Quick note: hopefully, I’ll include pictures in this post soon.
I’ve been spending the last days of my summer here in Switzerland taking a much-needed vacation. Due to some unforeseen circumstances requiring me to make some changes to my master’s thesis, it’s not a complete vacation, but it’s been very relaxing and rejuvenating. I’ve even found myself able to think much more clearly than I could last week, which is a bit surprising.
Anyway, tomorrow the traveling portion of my vacation comes to an end. I’ve spent the last two days in Ticino, the canton which covers almost all of the Italian part of Switzerland (and the only canton where Italian is the only official language). I spent most of yesterday in Locarno, riding the funicular (or incline for those of you from Pittsburgh) up to Orselina (home to the Madonna del Sasso sanctuary) and then a cable car and chairlift to Cardada/Cimetta. Cimetta is more than a mile high, and offers a beautiful view of Locarno and Lago Maggiore (a lake bordering Locarno and extending into Italy, because let’s face it, what Swiss town would be complete without a bordering lake?) as well as other peaks of the Alps.
Having grown up in Southern California, I’ve always been partial to the ocean rather than the mountains, but there was something simply magical about the chairlift to Cimetta that really took my breath away. There are few things like experiencing the air rushing through the chairlift car, breathing fresh mountain air, and watching as more of the turquoise lake and distant towns come into view. The city of Locarno was also nice, with its narrow, twisting streets, colorful buildings, and various piazzas, but that ride on the chairlift to Cimetta is one that I will never forget.
Today I spent most of the day in Bellinzona, the capital of Ticino. As you might guess from the title of this post, Bellinzona has become one of my favorite cities. Like most cities in Switzerland, it’s rather small, with fewer than 18,000 people, but it’s a beautiful city. There are three castles quite close to each other which are UNESCO World Heritage Sites and the pride of the city. Today I got the chance to see two of them – the Castelgrande and the Castello Montebello – and they were stunning.

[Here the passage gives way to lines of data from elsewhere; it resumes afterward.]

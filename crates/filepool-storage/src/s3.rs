use crate::keys;
use crate::staged::StagedPayload;
use crate::traits::{StorageBackend, StorageError, StorageResult, StoredObject};
use async_trait::async_trait;
use filepool_core::{ProviderKind, S3Credentials};
use object_store::aws::{AmazonS3, AmazonS3Builder};
use object_store::path::Path;
use object_store::{ObjectStoreExt, PutPayload, Result as ObjectResult};

/// S3 (or S3-compatible) storage adapter for one credentialed account.
///
/// Public read access is governed by the bucket policy; the generated URL
/// assumes the `uploads/` prefix is world-readable.
#[derive(Clone)]
pub struct S3Backend {
    store: AmazonS3,
    bucket: String,
    region: String,
    endpoint_url: Option<String>,
}

impl S3Backend {
    /// Build an adapter from one credential bundle. Credentials are applied
    /// explicitly so multiple accounts can coexist in one process.
    pub fn new(credentials: &S3Credentials) -> StorageResult<Self> {
        let mut builder = AmazonS3Builder::new()
            .with_region(credentials.region.clone())
            .with_bucket_name(credentials.bucket.clone())
            .with_access_key_id(credentials.access_key_id.clone())
            .with_secret_access_key(credentials.secret_access_key.clone());

        if let Some(ref endpoint) = credentials.endpoint {
            let allow_http = endpoint.starts_with("http://");
            builder = builder
                .with_endpoint(endpoint.clone())
                .with_allow_http(allow_http);
        }

        let store = builder
            .build()
            .map_err(|e| StorageError::ConfigError(e.to_string()))?;

        Ok(S3Backend {
            store,
            bucket: credentials.bucket.clone(),
            region: credentials.region.clone(),
            endpoint_url: credentials.endpoint.clone(),
        })
    }

    /// Public URL for an object key.
    ///
    /// Standard AWS format when no custom endpoint is set; path-style
    /// `{endpoint}/{bucket}/{key}` otherwise for S3-compatible providers.
    fn generate_url(&self, key: &str) -> String {
        if let Some(ref endpoint) = self.endpoint_url {
            let base_url = endpoint.trim_end_matches('/');
            format!("{}/{}/{}", base_url, self.bucket, key)
        } else {
            format!(
                "https://{}.s3.{}.amazonaws.com/{}",
                self.bucket, self.region, key
            )
        }
    }
}

#[async_trait]
impl StorageBackend for S3Backend {
    async fn store(
        &self,
        payload: &StagedPayload,
        filename: &str,
        _content_type: &str,
    ) -> StorageResult<StoredObject> {
        let key = keys::generate_object_key(filename);
        let bytes = payload.bytes().await?;
        let size = bytes.len() as u64;
        let location = Path::from(key.clone());

        let start = std::time::Instant::now();

        let result: ObjectResult<_> = self.store.put(&location, PutPayload::from(bytes)).await;

        result.map_err(|e| {
            tracing::error!(
                error = %e,
                bucket = %self.bucket,
                key = %key,
                size_bytes = size,
                duration_ms = start.elapsed().as_secs_f64() * 1000.0,
                "S3 upload failed"
            );
            StorageError::UploadFailed(e.to_string())
        })?;

        let url = self.generate_url(&key);

        tracing::info!(
            bucket = %self.bucket,
            key = %key,
            size_bytes = size,
            duration_ms = start.elapsed().as_secs_f64() * 1000.0,
            "S3 upload successful"
        );

        Ok(StoredObject {
            url,
            provider_id: key,
        })
    }

    fn kind(&self) -> ProviderKind {
        ProviderKind::S3
    }
}
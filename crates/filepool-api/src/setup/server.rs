//! Server startup and graceful shutdown

use anyhow::Result;
use axum::Router;
use filepool_core::Config;

/// Start the server with graceful shutdown
pub async fn start_server(config: &Config, app: Router) -> Result<()> {
    let addr = format!("0.0.0.0:{}", config.server_port());
    tracing::info!(addr = %addr, "Starting server");

    let listener = tokio::net::TcpListener::bind(&addr).await?;

    tracing::info!(
        max_file_mb = config.max_file_size_bytes() / 1024 / 1024,
        accounts = config.providers().len(),
        topology = ?config.topology(),
        attempt_timeout_secs = config.attempt_timeout().as_secs(),
        "Server ready and accepting connections"
    );

    // Connect info feeds the peer address to rate limiting and auth logging
    // for clients that reach us directly, without a proxy in front.
    axum::serve(
        listener,
        app.into_make_service_with_connect_info::<std::net::SocketAddr>(),
    )
    .with_graceful_shutdown(shutdown_signal())
    .await?;

    Ok(())
}

/// Signal handler for graceful shutdown
///
/// Listens for Ctrl+C (SIGINT) and SIGTERM signals to initiate graceful shutdown.
///
/// # Panics
/// Panics if a signal handler cannot be installed (unrecoverable system error).
async fn shutdown_signal() {
    let ctrl_c = async {
        tokio::signal::ctrl_c()
            .await
            .expect("Failed to install Ctrl+C handler");
    };

    #[cfg(unix)]
    let terminate = async {
        tokio::signal::unix::signal(tokio::signal::unix::SignalKind::terminate())
            .expect("Failed to install signal handler")
            .recv()
            .await;
    };

    #[cfg(not(unix))]
    let terminate = std::future::pending::<()>();

    tokio::select! {
        _ = ctrl_c => {
            tracing::info!("Received Ctrl+C signal");
        },
        _ = terminate => {
            tracing::info!("Received terminate signal");
        },
    }

    tracing::info!("Shutting down gracefully...");
}
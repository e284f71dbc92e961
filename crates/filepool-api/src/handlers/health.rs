//! Health check handler.

use std::sync::Arc;

use axum::{extract::State, http::StatusCode, response::IntoResponse, Json};

use crate::state::AppState;

/// Liveness probe. Reports how many accounts are configured without touching
/// any backend.
pub async fn health_check(State(state): State<Arc<AppState>>) -> impl IntoResponse {
    (
        StatusCode::OK,
        Json(serde_json::json!({
            "status": "healthy",
            "accountsConfigured": state.uploader.pool().len(),
        })),
    )
}
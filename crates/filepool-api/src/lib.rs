//! Filepool API library.
//!
//! HTTP handlers, middleware, and application setup for the upload relay.

pub mod auth;
pub mod error;
pub mod handlers;
pub mod middleware;
pub mod setup;
pub mod state;
pub mod utils;

pub use error::{ErrorResponse, HttpAppError};
pub use state::AppState;
//! HTTP error response conversion
//!
//! This module provides HTTP-specific error response conversion for AppError.
//!
//! **Preferred handler pattern:** Return `Result<impl IntoResponse, HttpAppError>`.
//! Use `AppError` (or types that implement `Into<AppError>`) for errors and let
//! `?` convert them so they render consistently (status, body, logging).

use axum::{
    http::StatusCode,
    response::{IntoResponse, Response},
    Json,
};
use filepool_core::{AppError, ErrorMetadata, LogLevel};
use serde::Serialize;

/// Error body sent to clients. `message` is always safe to expose; `details`
/// appears only outside production for non-sensitive errors.
#[derive(Debug, Serialize)]
pub struct ErrorResponse {
    pub success: bool,
    pub message: String,
    #[serde(skip_serializing_if = "Option::is_none")]
    pub details: Option<String>,
    pub code: String,
}

/// Wrapper type for AppError to implement IntoResponse
/// This is necessary because of Rust's orphan rules - we can't implement
/// IntoResponse (external trait) for AppError (external type from filepool-core)
#[derive(Debug)]
pub struct HttpAppError(pub AppError);

impl From<AppError> for HttpAppError {
    fn from(err: AppError) -> Self {
        HttpAppError(err)
    }
}

impl From<anyhow::Error> for HttpAppError {
    fn from(err: anyhow::Error) -> Self {
        HttpAppError(AppError::from(err))
    }
}

impl From<filepool_storage::UploadError> for HttpAppError {
    fn from(err: filepool_storage::UploadError) -> Self {
        HttpAppError(err.into())
    }
}

fn log_error(error: &AppError) {
    match error.log_level() {
        LogLevel::Debug => {
            tracing::debug!(error = %error, code = error.error_code(), "Request failed");
        }
        LogLevel::Warn => {
            tracing::warn!(error = %error, code = error.error_code(), "Request failed");
        }
        LogLevel::Error => {
            tracing::error!(
                error = %error,
                code = error.error_code(),
                details = %error.detailed_message(),
                "Request failed"
            );
        }
    }
}

fn is_production_env() -> bool {
    std::env::var("ENVIRONMENT")
        .or_else(|_| std::env::var("APP_ENV"))
        .map(|env| env.to_lowercase() == "production" || env.to_lowercase() == "prod")
        .unwrap_or(false)
}

impl IntoResponse for HttpAppError {
    fn into_response(self) -> Response {
        let app_error = &self.0;

        let status = StatusCode::from_u16(app_error.http_status_code())
            .unwrap_or(StatusCode::INTERNAL_SERVER_ERROR);

        log_error(app_error);

        // Always hide details in production; in non-production, only show
        // details for non-sensitive errors.
        let details = if is_production_env() || app_error.is_sensitive() {
            None
        } else {
            Some(app_error.detailed_message())
        };

        let body = Json(ErrorResponse {
            success: false,
            message: app_error.client_message(),
            details,
            code: app_error.error_code().to_string(),
        });

        (status, body).into_response()
    }
}
pub mod ip_extraction;
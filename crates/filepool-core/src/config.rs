//! Configuration module
//!
//! Environment-backed configuration for the upload relay: server settings, the
//! shared upload secret, payload limits, orchestrator tuning, and the set of
//! provider accounts (delegated to [`crate::credentials`]).

use std::env;
use std::time::Duration;

use crate::credentials::{collect_accounts, ProviderCredentials};

const DEFAULT_PORT: u16 = 4000;
const DEFAULT_MAX_FILE_SIZE_MB: usize = 5;
const DEFAULT_ATTEMPT_TIMEOUT_SECS: u64 = 30;
const DEFAULT_RATE_LIMIT_PER_MINUTE: u32 = 20;
const DEFAULT_TRUSTED_PROXY_COUNT: usize = 1;

/// How the orchestrator walks the account pool.
#[derive(Debug, Clone, Copy, PartialEq, Eq)]
pub enum PoolTopology {
    /// Fixed order, sweep always starts at the first account.
    Ordered,
    /// Rotation cursor spreads load across same-kind accounts.
    RoundRobin,
    /// Resolved at pool build time: round-robin when all accounts share a
    /// backend kind, ordered otherwise.
    Auto,
}

impl PoolTopology {
    fn parse(value: &str) -> Result<Self, anyhow::Error> {
        match value.to_lowercase().as_str() {
            "ordered" => Ok(PoolTopology::Ordered),
            "round-robin" | "round_robin" => Ok(PoolTopology::RoundRobin),
            "auto" => Ok(PoolTopology::Auto),
            other => Err(anyhow::anyhow!(
                "POOL_TOPOLOGY must be 'ordered', 'round-robin' or 'auto', got '{}'",
                other
            )),
        }
    }
}

/// Application configuration.
#[derive(Clone, Debug)]
pub struct Config {
    server_port: u16,
    environment: String,
    cors_origins: Vec<String>,
    upload_secret_key: Option<String>,
    max_file_size_bytes: usize,
    attempt_timeout: Duration,
    spill_threshold_bytes: usize,
    topology: PoolTopology,
    http_rate_limit_per_minute: u32,
    trusted_proxy_count: usize,
    providers: Vec<ProviderCredentials>,
}

impl Config {
    pub fn from_env() -> Result<Self, anyhow::Error> {
        dotenvy::dotenv().ok();

        let environment = env::var("ENVIRONMENT")
            .or_else(|_| env::var("APP_ENV"))
            .unwrap_or_else(|_| "development".to_string());

        let cors_origins: Vec<String> = env::var("CORS_ORIGINS")
            .unwrap_or_else(|_| "*".to_string())
            .split(',')
            .map(|s| s.trim().to_string())
            .collect();

        let max_file_size_mb = env::var("MAX_FILE_SIZE_MB")
            .unwrap_or_else(|_| DEFAULT_MAX_FILE_SIZE_MB.to_string())
            .parse::<usize>()
            .unwrap_or(DEFAULT_MAX_FILE_SIZE_MB);
        let max_file_size_bytes = max_file_size_mb * 1024 * 1024;

        // Payloads above the threshold are staged on temp disk instead of in
        // memory. Defaults to the max file size, i.e. memory staging only.
        let spill_threshold_bytes = env::var("STAGING_SPILL_THRESHOLD_MB")
            .ok()
            .and_then(|s| s.parse::<usize>().ok())
            .map(|mb| mb * 1024 * 1024)
            .unwrap_or(max_file_size_bytes);

        let config = Config {
            server_port: env::var("PORT")
                .unwrap_or_else(|_| DEFAULT_PORT.to_string())
                .parse()
                .map_err(|_| anyhow::anyhow!("PORT must be a valid number"))?,
            environment,
            cors_origins,
            upload_secret_key: env::var("UPLOAD_SECRET_KEY")
                .ok()
                .filter(|s| !s.is_empty()),
            max_file_size_bytes,
            attempt_timeout: Duration::from_secs(
                env::var("UPLOAD_ATTEMPT_TIMEOUT_SECS")
                    .unwrap_or_else(|_| DEFAULT_ATTEMPT_TIMEOUT_SECS.to_string())
                    .parse()
                    .unwrap_or(DEFAULT_ATTEMPT_TIMEOUT_SECS),
            ),
            spill_threshold_bytes,
            topology: PoolTopology::parse(
                &env::var("POOL_TOPOLOGY").unwrap_or_else(|_| "auto".to_string()),
            )?,
            http_rate_limit_per_minute: env::var("HTTP_RATE_LIMIT_PER_MINUTE")
                .unwrap_or_else(|_| DEFAULT_RATE_LIMIT_PER_MINUTE.to_string())
                .parse()
                .unwrap_or(DEFAULT_RATE_LIMIT_PER_MINUTE),
            trusted_proxy_count: env::var("TRUSTED_PROXY_COUNT")
                .ok()
                .and_then(|s| s.parse().ok())
                .unwrap_or(DEFAULT_TRUSTED_PROXY_COUNT),
            providers: collect_accounts(|name| env::var(name).ok()),
        };

        config.validate()?;
        Ok(config)
    }

    pub fn validate(&self) -> Result<(), anyhow::Error> {
        if self.is_production() && self.cors_origins.iter().any(|o| o == "*") {
            return Err(anyhow::anyhow!(
                "CORS_ORIGINS cannot be '*' in production. Please specify explicit origins."
            ));
        }

        if self.max_file_size_bytes == 0 {
            return Err(anyhow::anyhow!("MAX_FILE_SIZE_MB must be greater than 0"));
        }

        // Both are request-time failures (500) rather than startup failures so
        // the service still boots far enough to report them, but warn loudly.
        if self.upload_secret_key.is_none() {
            tracing::warn!("UPLOAD_SECRET_KEY not set; every upload will be rejected");
        }
        if self.providers.is_empty() {
            tracing::warn!("No fully-configured storage accounts; uploads cannot succeed");
        }

        Ok(())
    }

    pub fn is_production(&self) -> bool {
        let env = self.environment.to_lowercase();
        env == "production" || env == "prod"
    }

    pub fn server_port(&self) -> u16 {
        self.server_port
    }

    pub fn environment(&self) -> &str {
        &self.environment
    }

    pub fn cors_origins(&self) -> &[String] {
        &self.cors_origins
    }

    pub fn upload_secret_key(&self) -> Option<&str> {
        self.upload_secret_key.as_deref()
    }

    pub fn max_file_size_bytes(&self) -> usize {
        self.max_file_size_bytes
    }

    pub fn attempt_timeout(&self) -> Duration {
        self.attempt_timeout
    }

    pub fn spill_threshold_bytes(&self) -> usize {
        self.spill_threshold_bytes
    }

    pub fn topology(&self) -> PoolTopology {
        self.topology
    }

    pub fn http_rate_limit_per_minute(&self) -> u32 {
        self.http_rate_limit_per_minute
    }

    pub fn trusted_proxy_count(&self) -> usize {
        self.trusted_proxy_count
    }

    pub fn providers(&self) -> &[ProviderCredentials] {
        &self.providers
    }

    /// Construct a config directly. Intended for tests and embedding.
    #[allow(clippy::too_many_arguments)]
    pub fn new(
        server_port: u16,
        environment: String,
        cors_origins: Vec<String>,
        upload_secret_key: Option<String>,
        max_file_size_bytes: usize,
        attempt_timeout: Duration,
        topology: PoolTopology,
        providers: Vec<ProviderCredentials>,
    ) -> Self {
        Config {
            server_port,
            environment,
            cors_origins,
            upload_secret_key,
            max_file_size_bytes,
            attempt_timeout,
            spill_threshold_bytes: max_file_size_bytes,
            topology,
            http_rate_limit_per_minute: DEFAULT_RATE_LIMIT_PER_MINUTE,
            trusted_proxy_count: DEFAULT_TRUSTED_PROXY_COUNT,
            providers,
        }
    }
}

The Castelgrande has a wall which extends way out into the city, with the top of the wall covered in a beautiful lawn of grass. You can walk along the lawn on top, or walk inside a dimly-lit tunnel in the wall. Both were quite fascinating experiences. In addition, there were two tall towers from which you could get a great view of the city. And the history of the place is amazing! It’s been around since at least the 1st century BC, and was fought over by the Milanese and the Swiss, among others.
And of course, Bellinzona’s food is cheaper than Zurich (well, pretty much every Swiss city is cheaper than Zurich) and delicious. I’ve also found the people to be a bit friendlier than in Zurich – even though much fewer of them speak English, they are a bit warmer and don’t mind striking up a conversation. I even had a lovely conversation in a cafe today with an old Italian Swiss man who spoke to me in German (though having only studied German for a couple months, I still have a long way to go), and I was able to pick up a bit of Italian just by listening to him talk to another random guy and the bartender behind the counter. Of course, things are a bit more disorganized than in the German part of Switzerland (I’ve personally found that the German Swiss are extremely attentive to even the smallest of details), but for some reason I feel very comfortable here in Bellinzona.